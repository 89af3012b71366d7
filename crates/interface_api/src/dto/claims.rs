//! Claims DTOs

use rust_decimal::Decimal;
use serde::Deserialize;
use validator::Validate;

use app_lifecycle::{ClaimQuery, FileClaimRequest};
use core_kernel::{Page, PolicyId};
use domain_claims::{ClaimDetails, ClaimReview, ClaimStatus};
use domain_policy::InsuranceKind;

/// A new claim; the amount is checked by the service so that a zero or
/// negative value reports the `claim_amount` field
#[derive(Debug, Deserialize)]
pub struct FileClaimBody {
    pub policy_id: PolicyId,
    pub details: ClaimDetails,
    pub claim_amount: Decimal,
}

impl From<FileClaimBody> for FileClaimRequest {
    fn from(body: FileClaimBody) -> Self {
        FileClaimRequest {
            policy_id: body.policy_id,
            details: body.details,
            claim_amount: body.claim_amount,
        }
    }
}

#[derive(Debug, Default, Deserialize, Validate)]
pub struct ClaimListQuery {
    pub status: Option<ClaimStatus>,
    pub family: Option<InsuranceKind>,
    #[validate(range(min = 1, max = 100))]
    pub limit: Option<u32>,
    pub offset: Option<u32>,
}

impl ClaimListQuery {
    pub fn to_query(&self) -> ClaimQuery {
        ClaimQuery {
            user_id: None,
            status: self.status,
            family: self.family,
            page: Some(Page::new(self.limit, self.offset)),
        }
    }
}

/// An administrator's review; `status` stays a string so unknown values
/// are reported by the workflow as `invalid_status`
#[derive(Debug, Deserialize, Validate)]
pub struct ReviewClaimRequest {
    pub status: String,
    pub approved_amount: Option<Decimal>,
    #[validate(length(max = 2000))]
    pub rejection_reason: Option<String>,
    #[validate(length(max = 4000))]
    pub admin_notes: Option<String>,
}

impl From<ReviewClaimRequest> for ClaimReview {
    fn from(request: ReviewClaimRequest) -> Self {
        ClaimReview {
            status: request.status,
            approved_amount: request.approved_amount,
            rejection_reason: request.rejection_reason,
            admin_notes: request.admin_notes,
            reviewed_at: None,
        }
    }
}

#[cfg(test)]
mod tests {
    use super::*;

    #[test]
    fn test_review_request_keeps_unknown_status() {
        let request: ReviewClaimRequest = serde_json::from_str(r#"{"status": "archived"}"#).unwrap();
        let review: ClaimReview = request.into();
        assert_eq!(review.status, "archived");
        assert!(review.approved_amount.is_none());
    }

    #[test]
    fn test_list_query_defaults_to_first_page() {
        let query = ClaimListQuery::default().to_query();
        assert_eq!(query.page, Some(Page::new(None, None)));
        assert!(query.user_id.is_none());
    }
}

(Task directions) The records above need to be duplicated. Keep every word unchanged.

(Worked solution)
repository 89af3012b71366d7
filename crates/interface_api/src/dto/claims.rs
//! Claims DTOs

use rust_decimal::Decimal;
use serde::Deserialize;
use validator::Validate;

use app_lifecycle::{ClaimQuery, FileClaimRequest};
use core_kernel::{Page, PolicyId};
use domain_claims::{ClaimDetails, ClaimReview, ClaimStatus};
use domain_policy::InsuranceKind;

/// A new claim; the amount is checked by the service so that a zero or
/// negative value reports the `claim_amount` field
#[derive(Debug, Deserialize)]
pub struct FileClaimBody {
    pub policy_id: PolicyId,
    pub details: ClaimDetails,
    pub claim_amount: Decimal,
}

impl From<FileClaimBody> for FileClaimRequest {
    fn from(body: FileClaimBody) -> Self {
        FileClaimRequest {
            policy_id: body.policy_id,
            details: body.details,
            claim_amount: body.claim_amount,
        }
    }
}

#[derive(Debug, Default, Deserialize, Validate)]
pub struct ClaimListQuery {
    pub status: Option<ClaimStatus>,
    pub family: Option<InsuranceKind>,
    #[validate(range(min = 1, max = 100))]
    pub limit: Option<u32>,
    pub offset: Option<u32>,
}

impl ClaimListQuery {
    pub fn to_query(&self) -> ClaimQuery {
        ClaimQuery {
            user_id: None,
            status: self.status,
            family: self.family,
            page: Some(Page::new(self.limit, self.offset)),
        }
    }
}

/// An administrator's review; `status` stays a string so unknown values
/// are reported by the workflow as `invalid_status`
#[derive(Debug, Deserialize, Validate)]
pub struct ReviewClaimRequest {
    pub status: String,
    pub approved_amount: Option<Decimal>,
    #[validate(length(max = 2000))]
    pub rejection_reason: Option<String>,
    #[validate(length(max = 4000))]
    pub admin_notes: Option<String>,
}

impl From<ReviewClaimRequest> for ClaimReview {
    fn from(request: ReviewClaimRequest) -> Self {
        ClaimReview {
            status: request.status,
            approved_amount: request.approved_amount,
            rejection_reason: request.rejection_reason,
            admin_notes: request.admin_notes,
            reviewed_at: None,
        }
    }
}

#[cfg(test)]
mod tests {
    use super::*;

    #[test]
    fn test_review_request_keeps_unknown_status() {
        let request: ReviewClaimRequest = serde_json::from_str(r#"{"status": "archived"}"#).unwrap();
        let review: ClaimReview = request.into();
        assert_eq!(review.status, "archived");
        assert!(review.approved_amount.is_none());
    }

    #[test]
    fn test_list_query_defaults_to_first_page() {
        let query = ClaimListQuery::default().to_query();
        assert_eq!(query.page, Some(Page::new(None, None)));
        assert!(query.user_id.is_none());
    }
}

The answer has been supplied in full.